• WORK INSTRUCTIONS: Write out each line of the records that has "invalid" in it.

• EXCERPTED DATA:

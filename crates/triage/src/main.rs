mod client;
mod output;
mod server;
mod telemetry;

use std::net::SocketAddr;
use std::path::PathBuf;
use std::sync::Arc;

use anyhow::Context;
use clap::{Parser, Subcommand};
use serde::Serialize;
use tokio::sync::watch;
use triage_core::config::Config;
use triage_core::query::{ClassifiedQuery, IngestTracesRequest, RetrievalSpec, SearchRequest};
use triage_ingest::retry::RetryPolicy;
use triage_ingest::{
    DocsIngestion, IngestionService, JaegerClient, KnowledgeIngestor, SchedulerConfig,
    TelemetryIngestion, spawn_scheduler,
};
use triage_rag::{QueryClassifier, QueryOrchestrator, configure};
use triage_store::{HttpEmbedder, SemanticIndex, Store, VectorIndex};

use crate::client::TriageClient;
use crate::output::{
    print_answer_human, print_classification_human, print_docs_ingest_human, print_json,
    print_search_human, print_traces_ingest_human,
};
use crate::server::AppState;
use crate::telemetry::{init_cli_tracing, init_run_tracing, shutdown_tracing};

#[derive(Parser, Debug)]
#[command(name = "triage")]
#[command(about = "Incident triage assistant over distributed traces and documentation")]
struct Cli {
    #[command(subcommand)]
    command: Commands,

    #[arg(long, global = true)]
    json: bool,

    #[arg(long, global = true, help = "Address of a running `triage run` server")]
    addr: Option<String>,
}

#[derive(Subcommand, Debug)]
enum Commands {
    #[command(about = "Run the HTTP server and background ingestion")]
    Run {
        #[arg(long)]
        http_addr: Option<String>,
        #[arg(long)]
        db_path: Option<PathBuf>,
        #[arg(long)]
        jaeger_url: Option<String>,
        #[arg(long)]
        docs_path: Option<PathBuf>,
        #[arg(long, help = "Disable the scheduled trace poll")]
        no_trace_polling: bool,
    },
    #[command(about = "Ask a question about recent incidents")]
    Ask { question: String },
    #[command(about = "Re-ingest the documentation directory")]
    Ingest,
    #[command(about = "Ingest recent traces from the tracing backend")]
    IngestTraces {
        #[arg(long)]
        lookback: Option<String>,
        #[arg(long)]
        limit: Option<i64>,
    },
    #[command(about = "Show how a question would be classified and retrieved")]
    Classify { question: String },
    #[command(about = "Run a raw similarity search against the index")]
    Search {
        query: String,
        #[arg(long, help = "Metadata filter, e.g. \"type == 'telemetry' && hasErrors == 'true'\"")]
        filter: Option<String>,
        #[arg(long)]
        top_k: Option<usize>,
        #[arg(long)]
        min_score: Option<f32>,
    },
}

#[tokio::main]
async fn main() -> anyhow::Result<()> {
    let cli = Cli::parse();

    match cli.command {
        Commands::Run {
            http_addr,
            db_path,
            jaeger_url,
            docs_path,
            no_trace_polling,
        } => {
            let mut cfg = Config::load().context("load config")?;
            if let Some(v) = http_addr {
                cfg.http_addr = v;
            }
            if let Some(v) = db_path {
                cfg.db_path = v;
            }
            if let Some(v) = jaeger_url {
                cfg.jaeger_api_url = v;
            }
            if let Some(v) = docs_path {
                cfg.docs_path = v;
            }
            if no_trace_polling {
                cfg.trace_polling_enabled = false;
            }
            run_server(cfg).await
        }
        Commands::Ask { question } => {
            init_cli_tracing();
            let response = TriageClient::new(cli.addr).ask(question).await?;
            if cli.json {
                print_json(&response)
            } else {
                print_answer_human(&response);
                Ok(())
            }
        }
        Commands::Ingest => {
            init_cli_tracing();
            let response = TriageClient::new(cli.addr).ingest_docs().await?;
            if cli.json {
                print_json(&response)
            } else {
                print_docs_ingest_human(&response);
                Ok(())
            }
        }
        Commands::IngestTraces { lookback, limit } => {
            init_cli_tracing();
            let req = IngestTracesRequest { lookback, limit };
            let response = TriageClient::new(cli.addr).ingest_traces(&req).await?;
            if cli.json {
                print_json(&response)
            } else {
                print_traces_ingest_human(&response);
                Ok(())
            }
        }
        Commands::Classify { question } => {
            init_cli_tracing();
            let cfg = Config::load().context("load config")?;
            let classified = QueryClassifier::from_config(&cfg).classify(&question);
            let spec = configure(&classified);
            if cli.json {
                print_json(&Classification {
                    query: classified,
                    retrieval: spec,
                })
            } else {
                print_classification_human(&classified, &spec);
                Ok(())
            }
        }
        Commands::Search {
            query,
            filter,
            top_k,
            min_score,
        } => {
            init_cli_tracing();
            let req = SearchRequest {
                query,
                filter,
                top_k,
                min_score,
            };
            // Reject malformed filters before touching the network.
            req.retrieval().context("invalid search arguments")?;
            let response = TriageClient::new(cli.addr).search(&req).await?;
            if cli.json {
                print_json(&response)
            } else {
                print_search_human(&response);
                Ok(())
            }
        }
    }
}

#[derive(Serialize)]
struct Classification {
    #[serde(flatten)]
    query: ClassifiedQuery,
    retrieval: RetrievalSpec,
}

async fn run_server(cfg: Config) -> anyhow::Result<()> {
    init_run_tracing();

    let store = Store::open(&cfg.db_path).context("open index database")?;
    let embedder = Arc::new(HttpEmbedder::from_config(&cfg)?);
    let index: Arc<dyn SemanticIndex> = Arc::new(VectorIndex::new(store.clone(), embedder));
    let ingestor = KnowledgeIngestor::new(index.clone());

    let source = Arc::new(JaegerClient::from_config(&cfg)?);
    let telemetry = TelemetryIngestion::from_parts(
        source,
        RetryPolicy::linear(cfg.batch_max_attempts, cfg.batch_backoff),
        ingestor.clone(),
    );
    let ingestion = IngestionService::new(DocsIngestion::new(ingestor, &cfg.docs_path), telemetry);
    let orchestrator = Arc::new(QueryOrchestrator::from_config(&cfg, index)?);

    let status = store.status()?;
    eprintln!("triage run");
    eprintln!("  http: {}", cfg.http_addr);
    eprintln!(
        "  db: {} ({} chunks: {} telemetry, {} documentation)",
        status.db_path, status.chunk_count, status.telemetry_chunks, status.documentation_chunks
    );
    eprintln!("  docs: {}", cfg.docs_path.display());
    eprintln!("  jaeger: {}", cfg.jaeger_api_url);
    eprintln!("  embeddings: {}{}", cfg.embedding_api_base, cfg.embedding_path);
    eprintln!("  llm: {}{} ({})", cfg.llm_api_base, cfg.llm_path, cfg.llm_model);

    let addr: SocketAddr = cfg
        .http_addr
        .parse()
        .with_context(|| format!("invalid http_addr {}", cfg.http_addr))?;
    let scheduler = spawn_scheduler(ingestion.clone(), SchedulerConfig::from_config(&cfg));

    let (shutdown_tx, shutdown_rx) = watch::channel(false);
    let mut http_task = tokio::spawn(server::run_http_server(
        AppState {
            orchestrator,
            ingestion,
        },
        addr,
        shutdown_rx,
    ));

    let result = tokio::select! {
        res = &mut http_task => res.context("HTTP server task panicked").and_then(|r| r),
        _ = tokio::signal::ctrl_c() => {
            tracing::info!("received ctrl-c, shutting down");
            let _ = shutdown_tx.send(true);
            http_task.await.context("HTTP server task panicked").and_then(|r| r)
        }
    };

    scheduler.shutdown().await;
    shutdown_tracing();
    result
}
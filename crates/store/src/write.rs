use chrono::Utc;
use duckdb::{Transaction, params};
use triage_core::error::{Result, TriageError};
use triage_core::filter::FilterExpr;
use triage_core::model::document::Document;
use uuid::Uuid;

use crate::Store;

/// A chunk of text ready to be written, with its embedding already computed.
#[derive(Debug, Clone, PartialEq)]
pub struct EmbeddedChunk {
    pub document: Document,
    pub embedding: Vec<f32>,
}

impl Store {
    pub fn insert_chunks(&self, chunks: &[EmbeddedChunk]) -> Result<usize> {
        if chunks.is_empty() {
            return Ok(0);
        }
        let mut conn = self.conn()?;
        let tx = conn
            .transaction()
            .map_err(|e| TriageError::Store(format!("begin tx failed: {e}")))?;
        insert_rows(&tx, chunks)?;
        tx.commit()
            .map_err(|e| TriageError::Store(format!("commit chunks failed: {e}")))?;
        Ok(chunks.len())
    }

    /// Removes every chunk whose metadata satisfies `filter` and returns how many went.
    pub fn delete_matching(&self, filter: &FilterExpr) -> Result<usize> {
        let ids = self.matching_ids(filter)?;
        if ids.is_empty() {
            return Ok(0);
        }
        let mut conn = self.conn()?;
        let tx = conn
            .transaction()
            .map_err(|e| TriageError::Store(format!("begin tx failed: {e}")))?;
        delete_rows(&tx, &ids)?;
        tx.commit()
            .map_err(|e| TriageError::Store(format!("commit delete failed: {e}")))?;
        Ok(ids.len())
    }

    /// Deletes the chunks matching `filter` and inserts `chunks` in one
    /// transaction. Returns `(removed, inserted)`.
    pub fn replace_matching(
        &self,
        filter: &FilterExpr,
        chunks: &[EmbeddedChunk],
    ) -> Result<(usize, usize)> {
        let ids = self.matching_ids(filter)?;
        let mut conn = self.conn()?;
        let tx = conn
            .transaction()
            .map_err(|e| TriageError::Store(format!("begin tx failed: {e}")))?;
        delete_rows(&tx, &ids)?;
        insert_rows(&tx, chunks)?;
        tx.commit()
            .map_err(|e| TriageError::Store(format!("commit replace failed: {e}")))?;
        Ok((ids.len(), chunks.len()))
    }

    fn matching_ids(&self, filter: &FilterExpr) -> Result<Vec<String>> {
        Ok(self
            .scan_metadata(filter)?
            .into_iter()
            .filter(|(_, metadata)| filter.matches(metadata))
            .map(|(id, _)| id)
            .collect())
    }
}

fn insert_rows(tx: &Transaction<'_>, chunks: &[EmbeddedChunk]) -> Result<()> {
    if chunks.is_empty() {
        return Ok(());
    }
    let now = Utc::now().to_rfc3339();
    let mut stmt = tx
        .prepare(
            "INSERT INTO chunks (id, doc_type, text, metadata_json, embedding, dims, created_at)
             VALUES (?, ?, ?, ?, ?, ?, ?)",
        )
        .map_err(|e| TriageError::Store(format!("prepare insert chunks failed: {e}")))?;

    for chunk in chunks {
        let metadata_json = serde_json::to_string(&chunk.document.metadata)
            .map_err(|e| TriageError::Store(format!("encode metadata failed: {e}")))?;
        stmt.execute(params![
            Uuid::new_v4().to_string(),
            chunk.document.doc_type(),
            chunk.document.text,
            metadata_json,
            encode_embedding(&chunk.embedding),
            chunk.embedding.len() as i64,
            now,
        ])
        .map_err(|e| TriageError::Store(format!("insert chunk failed: {e}")))?;
    }
    Ok(())
}

fn delete_rows(tx: &Transaction<'_>, ids: &[String]) -> Result<()> {
    if ids.is_empty() {
        return Ok(());
    }
    let mut stmt = tx
        .prepare("DELETE FROM chunks WHERE id = ?")
        .map_err(|e| TriageError::Store(format!("prepare delete failed: {e}")))?;
    for id in ids {
        stmt.execute(params![id])
            .map_err(|e| TriageError::Store(format!("delete chunk failed: {e}")))?;
    }
    Ok(())
}

pub(crate) fn encode_embedding(values: &[f32]) -> Vec<u8> {
    let mut out = Vec::with_capacity(values.len() * 4);
    for v in values {
        out.extend_from_slice(&v.to_le_bytes());
    }
    out
}

#[cfg(test)]
mod tests {
    use triage_core::model::document::Metadata;

    use super::*;

    fn chunk(doc_type: &str, trace_id: &str) -> EmbeddedChunk {
        let mut metadata = Metadata::new();
        metadata.insert("type".into(), doc_type.into());
        metadata.insert("traceId".into(), trace_id.into());
        EmbeddedChunk {
            document: Document::new(format!("narrative for {trace_id}"), metadata),
            embedding: vec![1.0, 0.0, 0.0],
        }
    }

    #[test]
    fn delete_by_trace_id_only_removes_that_trace() {
        let store = Store::open_in_memory().unwrap();
        store
            .insert_chunks(&[
                chunk("telemetry", "t1"),
                chunk("telemetry", "t1"),
                chunk("telemetry", "t2"),
            ])
            .unwrap();

        let removed = store
            .delete_matching(&FilterExpr::eq("traceId", "t1"))
            .unwrap();
        assert_eq!(removed, 2);
        assert_eq!(store.status().unwrap().chunk_count, 1);

        let removed = store
            .delete_matching(&FilterExpr::eq("traceId", "missing"))
            .unwrap();
        assert_eq!(removed, 0);
    }

    #[test]
    fn replace_swaps_only_matching_chunks() {
        let store = Store::open_in_memory().unwrap();
        store
            .insert_chunks(&[chunk("documentation", "-"), chunk("telemetry", "t1")])
            .unwrap();

        let (removed, inserted) = store
            .replace_matching(
                &FilterExpr::eq("type", "documentation"),
                &[chunk("documentation", "-"), chunk("documentation", "-")],
            )
            .unwrap();
        assert_eq!((removed, inserted), (1, 2));
        let status = store.status().unwrap();
        assert_eq!(status.documentation_chunks, 2);
        assert_eq!(status.telemetry_chunks, 1);
    }

    #[test]
    fn status_counts_by_type() {
        let store = Store::open_in_memory().unwrap();
        store
            .insert_chunks(&[chunk("telemetry", "t1"), chunk("documentation", "-")])
            .unwrap();
        let status = store.status().unwrap();
        assert_eq!(status.chunk_count, 2);
        assert_eq!(status.telemetry_chunks, 1);
        assert_eq!(status.documentation_chunks, 1);
    }
}
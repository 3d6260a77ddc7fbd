use triage_core::filter::FilterExpr;
use triage_core::model::document::{
    DOCUMENTATION, HAS_ERRORS_KEY, ROOT_SERVICE_KEY, TELEMETRY, TYPE_KEY,
};
use triage_core::query::{ClassifiedQuery, QueryIntent, RetrievalSpec};

/// Result count and similarity floor per intent. Prose documentation gets the
/// strictest floor.
fn limits(intent: QueryIntent) -> (usize, f32) {
    match intent {
        QueryIntent::ErrorAnalysis => (7, 0.4),
        QueryIntent::PerformanceAnalysis => (7, 0.45),
        QueryIntent::ServiceSpecific => (6, 0.45),
        QueryIntent::ArchitectureDocs => (5, 0.5),
        QueryIntent::General => (5, 0.5),
    }
}

fn base_filter(intent: QueryIntent) -> Option<FilterExpr> {
    match intent {
        QueryIntent::ErrorAnalysis => {
            Some(FilterExpr::eq(TYPE_KEY, TELEMETRY).and(FilterExpr::eq(HAS_ERRORS_KEY, "true")))
        }
        QueryIntent::PerformanceAnalysis | QueryIntent::ServiceSpecific => {
            Some(FilterExpr::eq(TYPE_KEY, TELEMETRY))
        }
        QueryIntent::ArchitectureDocs => Some(FilterExpr::eq(TYPE_KEY, DOCUMENTATION)),
        QueryIntent::General => None,
    }
}

pub fn configure(query: &ClassifiedQuery) -> RetrievalSpec {
    let (top_k, min_score) = limits(query.intent);
    let mut filter = base_filter(query.intent);
    if query.intent != QueryIntent::ArchitectureDocs
        && let Some(service) = &query.service
    {
        filter = filter.map(|f| f.and(FilterExpr::eq(ROOT_SERVICE_KEY, service.as_str())));
    }
    RetrievalSpec {
        top_k,
        min_score,
        filter,
    }
}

• SOLUTION:
            req.retrieval().context("invalid search arguments")?;
        .with_context(|| format!("invalid http_addr {}", cfg.http_addr))?;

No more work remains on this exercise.